Tangent Works uses Julia to provide a comprehensive analytics product covering a variety of energy sectors, eliminating barrier between prototyping and production.
The company’s primary product, Tangent Information Modeler (TIM) is developed in parallel in both Julia and C++. But Tangent Works finds a number of advantages with Julia that make it a compelling platform for predictive modeling and real-time analytics:
“In our company, Julia blurs the barrier between prototyping done by data scientists and production development done by our developers. Thanks to Julia, both activities are carried out within the same platform. This brings a lot of advantages, including much faster development and much easier maintenance of code.”

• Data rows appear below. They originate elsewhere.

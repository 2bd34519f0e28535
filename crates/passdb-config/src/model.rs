// SPDX-FileCopyrightText: 2026 Passdb Contributors
// SPDX-License-Identifier: MIT OR Apache-2.0

//! Configuration model structs for passdb.
//!
//! All structs use `#[serde(deny_unknown_fields)]` to reject unrecognized
//! config keys at startup, providing actionable error messages.

use serde::{Deserialize, Serialize};

/// Top-level passdb configuration.
///
/// All sections are optional and default to sensible values.
#[derive(Debug, Clone, Default, Deserialize, Serialize)]
#[serde(deny_unknown_fields)]
pub struct PassdbConfig {
    /// Vault location and index settings.
    #[serde(default)]
    pub vault: VaultConfig,

    /// Log output settings.
    #[serde(default)]
    pub logging: LoggingConfig,

    /// Password generator settings.
    #[serde(default)]
    pub generate: GenerateConfig,
}

/// How names are mapped to record files.
#[derive(Debug, Clone, Copy, Default, PartialEq, Eq, Deserialize, Serialize)]
#[serde(rename_all = "lowercase")]
pub enum IndexMode {
    /// Encrypted `lookup.<ext>` table maintained on every add.
    #[default]
    Persisted,
    /// Built from the directory listing; names are the file stems.
    Derived,
}

/// Vault storage configuration.
#[derive(Debug, Clone, Deserialize, Serialize)]
#[serde(deny_unknown_fields)]
pub struct VaultConfig {
    /// Directory holding the record files.
    #[serde(default = "default_vault_dir")]
    pub dir: String,

    /// File extension of record files and of the lookup file, without the leading dot.
    #[serde(default = "default_extension")]
    pub extension: String,

    /// Lookup index strategy.
    #[serde(default)]
    pub index: IndexMode,
}

impl Default for VaultConfig {
    fn default() -> Self {
        Self {
            dir: default_vault_dir(),
            extension: default_extension(),
            index: IndexMode::default(),
        }
    }
}

fn default_vault_dir() -> String {
    "./creds.d".to_string()
}

fn default_extension() -> String {
    "json.enc".to_string()
}

/// Logging configuration.
#[derive(Debug, Clone, Deserialize, Serialize)]
#[serde(deny_unknown_fields)]
pub struct LoggingConfig {
    /// Level for the passdb crates (trace, debug, info, warn, error).
    #[serde(default = "default_log_level")]
    pub level: String,
}

impl Default for LoggingConfig {
    fn default() -> Self {
        Self {
            level: default_log_level(),
        }
    }
}

fn default_log_level() -> String {
    "warn".to_string()
}

/// Password generator configuration.
#[derive(Debug, Clone, Deserialize, Serialize)]
#[serde(deny_unknown_fields)]
pub struct GenerateConfig {
    /// Number of characters in a generated password.
    #[serde(default = "default_length")]
    pub length: usize,

    /// Characters a generated password is drawn from.
    #[serde(default = "default_alphabet")]
    pub alphabet: String,
}

impl Default for GenerateConfig {
    fn default() -> Self {
        Self {
            length: default_length(),
            alphabet: default_alphabet(),
        }
    }
}

fn default_length() -> usize {
    12
}

fn default_alphabet() -> String {
    "abcdefghijklmnopqrstuvwxyzABCDEFGHIJKLMNOPQRSTUVWXYZ0123456789!@#$%^&*()".to_string()
}
// SPDX-FileCopyrightText: 2026 Passdb Contributors
// SPDX-License-Identifier: MIT OR Apache-2.0

//! Random password generation.

use passdb_core::PassdbError;
use rand::Rng;
use rand::rngs::OsRng;
use secrecy::SecretString;

/// Characters used when no alphabet is configured.
pub const DEFAULT_ALPHABET: &str =
    "abcdefghijklmnopqrstuvwxyzABCDEFGHIJKLMNOPQRSTUVWXYZ0123456789!@#$%^&*()";

/// Length used when none is configured.
pub const DEFAULT_LENGTH: usize = 12;

/// Draw `length` characters uniformly from `alphabet` using the OS RNG.
pub fn generate_password(length: usize, alphabet: &str) -> Result<SecretString, PassdbError> {
    let chars: Vec<char> = alphabet.chars().collect();
    if chars.is_empty() {
        return Err(PassdbError::Config(
            "password alphabet must not be empty".to_string(),
        ));
    }
    if length == 0 {
        return Err(PassdbError::Config(
            "password length must be at least 1".to_string(),
        ));
    }

    let mut rng = OsRng;
    let password: String = (0..length)
        .map(|_| chars[rng.gen_range(0..chars.len())])
        .collect();
    Ok(SecretString::from(password))
}
// SPDX-FileCopyrightText: 2026 Passdb Contributors
// SPDX-License-Identifier: MIT OR Apache-2.0

//! Plain-text rendering of credentials.

use std::io::{self, Write};

use passdb_core::{Credential, CredentialCollection};

/// Section header printed before each named collection.
pub fn write_header<W: Write>(out: &mut W, name: &str) -> io::Result<()> {
    write!(out, "\n{name}\n=======================\n")
}

pub fn write_credential<W: Write>(out: &mut W, cred: &Credential) -> io::Result<()> {
    writeln!(out, "user={}", cred.user)?;
    writeln!(out, "pass={}", cred.pass)?;
    writeln!(out, "meta={}", cred.meta)?;
    if !cred.kind.is_empty() {
        writeln!(out, "type={}", cred.kind)?;
    }
    writeln!(out, "url={}", cred.url)
}

/// Credentials separated by a blank line.
pub fn write_collection<W: Write>(out: &mut W, collection: &CredentialCollection) -> io::Result<()> {
    for (i, cred) in collection.iter().enumerate() {
        if i > 0 {
            writeln!(out)?;
        }
        write_credential(out, cred)?;
    }
    Ok(())
}

#[cfg(test)]
mod tests {
    use super::*;

    fn render(collection: &CredentialCollection) -> String {
        let mut out = Vec::new();
        write_collection(&mut out, collection).unwrap();
        String::from_utf8(out).unwrap()
    }

    #[test]
    fn single_credential() {
        let collection = CredentialCollection::single(Credential::new("alice", "p1", "work"));
        assert_eq!(render(&collection), "user=alice\npass=p1\nmeta=work\nurl=\n");
    }

    #[test]
    fn credentials_are_separated_by_blank_line() {
        let mut collection = CredentialCollection::single(Credential::new("a", "1", ""));
        collection.push(Credential {
            user: "b".into(),
            pass: "2".into(),
            meta: "".into(),
            kind: "Login".into(),
            url: "https://example.com".into(),
        });
        assert_eq!(
            render(&collection),
            "user=a\npass=1\nmeta=\nurl=\n\nuser=b\npass=2\nmeta=\ntype=Login\nurl=https://example.com\n"
        );
    }

    #[test]
    fn header_format() {
        let mut out = Vec::new();
        write_header(&mut out, "github").unwrap();
        assert_eq!(out, b"\ngithub\n=======================\n");
    }

    #[test]
    fn empty_collection_prints_nothing() {
        assert_eq!(render(&CredentialCollection::default()), "");
    }
}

Since Tangent Works maintains two versions (Julia and C++) of the same program, they were able to directly compare certain critical routines in TIM. Their performance tests revealed that Julia is on par with C++ in terms of speed, but significantly improves developer productivity.
Previously, the company used Matlab for prototyping, in which a typical model-building task would take a few minutes. In Julia, direct BLAS calls, de-vectorization using tight loops and removal of temporary memory allocations introduced useful speedups, turning minutes into seconds.
The savings in time, cost and productivity benefit Tangent Works and its clients – making real-time analytics feasible for more use cases, and making it more efficient, more accessible and less expensive.